The phenotyping pipeline of lettuce leaves was further utilized to process positive and back images of all lettuce cultivars. In this study, 400 valid lettuce leaves (a leaf corresponds to a variety and contains positive and back images) were utilized to verify the accuracy of the proposed method and evaluate the trait differences between positive and back images.

Evaluation of semantic components

The common geometry traits of lettuce leaves, such as length, width, pixel area, convex hull area, were calculated based on each semantic component after data normalization (Additional file 1: Table S2). The area proportion relationship between five semantic components (mid-rid, veins, venation, lamina, and marginal zone) and the total leaf was essential for understanding the leaf structure and components. Eight indicators were used to evaluate the area ratio of each semantic component relative to the total area of BD (Fig. 9A), i.e. MR_A_Ratio, VS_A_Ratio, VV_A_Ratio, LM_A_Ratio, MZ_A_Ratio, MR_VS_A_Ratio, MR_VV_A_Ratio, and VS_VV_A_Ratio. The average area ratios of MR, VS, VV, LM, and MZ were 5.126%, 11.493%, 21.430%, 60.939%, and 38.001%, respectively. Laminas had the largest area ratio, more than three-fifths of BD. The total area of petiole and vein venations was also more than one-fifth of BD. The total area of LM and MZ reached 98.94% of the BD. The total area of MR and VS was significantly lower than the area of VV (16.619% vs. 21.430%). Moreover, the semantic components of the lettuce leaf had overlay regions (pixels), such as (MR + VS) and VV; (LM + VV) and BD; (MZ + LM) and BD. Three indicators were used to evaluate the area relationship among semantic components, i.e. EVA_MR_VS_2_VV, EVA_LM_VV_2_BD, EVA_MZ_LM_2_BD (Fig. 9B). MR, VS, and VV had the highest overlapping ratio (EVA_MR_VS_2_VV, 22.222%), while MZ, LM, and BD had the least overlapping ratio (EVA_MZ_LM_2_BD, 1.060%).

Fig. 9
figure 9

Statistical analysis for area ratio of semantic components and area relationship among semantic components. A Area ratio of semantic objects. B. Area relationship among semantic objects. C Area ratio difference between positive and back leaves. D Area relationship difference between positive and back leaves

Area ratio and area relationship of semantic components between positive and back leaves were calculated to evaluate the accuracy of semantic segmentation. PB indicates the area difference between positive and back leaves. As shown Fig. 9C, the absolute area differences between positive and back leaves for six semantic components were as follows: PB_MR_A (−7.780%) > PB_VS_A (4.050%) > PB_MZ_A (−3.983%) > PB_LM_A (1.282%) > PB_VV_A (−1.078%) > PB_BD_A (0.448%). Obviously, the semantic segmentation models had good adaptability for BD (the positive and back) but the largest error for MR (the positive and back). The area difference among five semantic components had similar results as follows: PB_MR_A_Ratio (−7.409%) > PB_VS_A_Ratio (4.449%) > PB_MZ_A_Ratio (−3.577%) > PB_LM_A_Ratio (1.735%) > PB_VV_A_Ratio (−0.651%), as shown in Fig. 9D.
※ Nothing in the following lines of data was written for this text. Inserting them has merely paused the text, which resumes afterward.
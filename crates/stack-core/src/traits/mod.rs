//! Core traits defined in `stack-core` and implemented by other crates.

pub mod publisher;

pub use publisher::EventPublisher;
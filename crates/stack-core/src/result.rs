//! Convenience result type alias.

use crate::error::AppError;

/// A specialized `Result` type for Stack operations.
pub type AppResult<T> = Result<T, AppError>;
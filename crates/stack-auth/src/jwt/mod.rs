//! JWT token encoding, decoding, and claims management.

pub mod claims;
pub mod decoder;
pub mod encoder;

pub use claims::Claims;
pub use decoder::JwtDecoder;
pub use encoder::JwtEncoder;
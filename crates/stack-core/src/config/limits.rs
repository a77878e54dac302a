//! Request size ceilings.

use serde::{Deserialize, Serialize};

/// Size limits enforced before any service logic runs.
#[derive(Debug, Clone, Serialize, Deserialize)]
pub struct LimitsConfig {
    /// Maximum accepted request body size in bytes.
    #[serde(default = "default_max_request")]
    pub max_request_bytes: usize,
    /// Maximum document content size in bytes.
    #[serde(default = "default_max_document")]
    pub max_document_bytes: usize,
}

impl Default for LimitsConfig {
    fn default() -> Self {
        Self {
            max_request_bytes: default_max_request(),
            max_document_bytes: default_max_document(),
        }
    }
}

fn default_max_request() -> usize {
    2 * 1024 * 1024
}

fn default_max_document() -> usize {
    1024 * 1024
}
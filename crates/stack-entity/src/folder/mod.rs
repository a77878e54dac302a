//! Folder domain entities.

pub mod metadata;
pub mod model;
pub mod name;

pub use metadata::{FolderMetadata, FolderMetadataPatch};
pub use model::{CreateFolder, Folder, FolderWithCounts};
pub use name::{NameError, child_path, normalize_name};
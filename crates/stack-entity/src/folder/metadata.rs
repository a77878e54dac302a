//! Folder presentation metadata.

use serde::{Deserialize, Serialize};

/// Maximum description length in characters.
pub const MAX_DESCRIPTION_LENGTH: usize = 1000;
/// Maximum icon identifier length in characters.
pub const MAX_ICON_LENGTH: usize = 64;
/// Maximum number of tags on a folder.
pub const MAX_TAGS: usize = 20;
/// Maximum length of a single tag in characters.
pub const MAX_TAG_LENGTH: usize = 50;

/// Display metadata attached to a folder.
#[derive(Debug, Clone, Default, PartialEq, Eq, Serialize, Deserialize)]
#[serde(rename_all = "camelCase")]
pub struct FolderMetadata {
    /// Free-form description.
    pub description: Option<String>,
    /// Hex color (`#RGB` or `#RRGGBB`).
    pub color: Option<String>,
    /// Icon identifier understood by the frontend.
    pub icon: Option<String>,
    /// Tags, in insertion order.
    #[serde(default)]
    pub tags: Vec<String>,
}

/// Partial metadata update: every `Some` field replaces the stored value.
///
/// An empty `description`, `color` or `icon` clears that field, and an
/// empty tag list removes all tags.
#[derive(Debug, Clone, Default, PartialEq, Eq, Serialize, Deserialize)]
#[serde(rename_all = "camelCase")]
pub struct FolderMetadataPatch {
    /// New description.
    pub description: Option<String>,
    /// New color.
    pub color: Option<String>,
    /// New icon.
    pub icon: Option<String>,
    /// New tag list.
    pub tags: Option<Vec<String>>,
}

impl FolderMetadataPatch {
    /// Applies the patch, returning whether anything changed.
    pub fn apply_to(self, metadata: &mut FolderMetadata) -> bool {
        let before = metadata.clone();
        if let Some(description) = self.description {
            metadata.description = non_empty(description);
        }
        if let Some(color) = self.color {
            metadata.color = non_empty(color);
        }
        if let Some(icon) = self.icon {
            metadata.icon = non_empty(icon);
        }
        if let Some(tags) = self.tags {
            metadata.tags = tags;
        }
        *metadata != before
    }
}

impl From<FolderMetadataPatch> for FolderMetadata {
    fn from(patch: FolderMetadataPatch) -> Self {
        let mut metadata = FolderMetadata::default();
        patch.apply_to(&mut metadata);
        metadata
    }
}

fn non_empty(value: String) -> Option<String> {
    if value.is_empty() { None } else { Some(value) }
}

/// Whether `color` is a `#RGB` or `#RRGGBB` hex string.
pub fn is_hex_color(color: &str) -> bool {
    match color.strip_prefix('#') {
        Some(hex) => (hex.len() == 3 || hex.len() == 6) && hex.chars().all(|c| c.is_ascii_hexdigit()),
        None => false,
    }
}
The structure and the area relationship among semantic components of lettuce leaves were quantitatively evaluated. The results indicated that the segmentation models of the entire leaf, venation, lamina, and marginal zone were more robust and could obtain high consistency for positive-back leaves. The segmentation of MR and VS were relatively sensitive to positive-back leaves, therefore more vein-related semantic components were used for the subsequent evaluation of vein architecture.

Evaluation of vein architecture

MR, VS, VV, and LM were utilized to quantitatively analyze the vein architecture of lettuce leaves based on skeleton-based (Fig. 3) and lamina-based methods (Fig. 5). The lamina-based technique was used to calculate the angles of the second-order veins due to its higher segmentation accuracy and simpler post-processing operations. The detailed traits of vein architecture are shown in Additional file 1: Table S3.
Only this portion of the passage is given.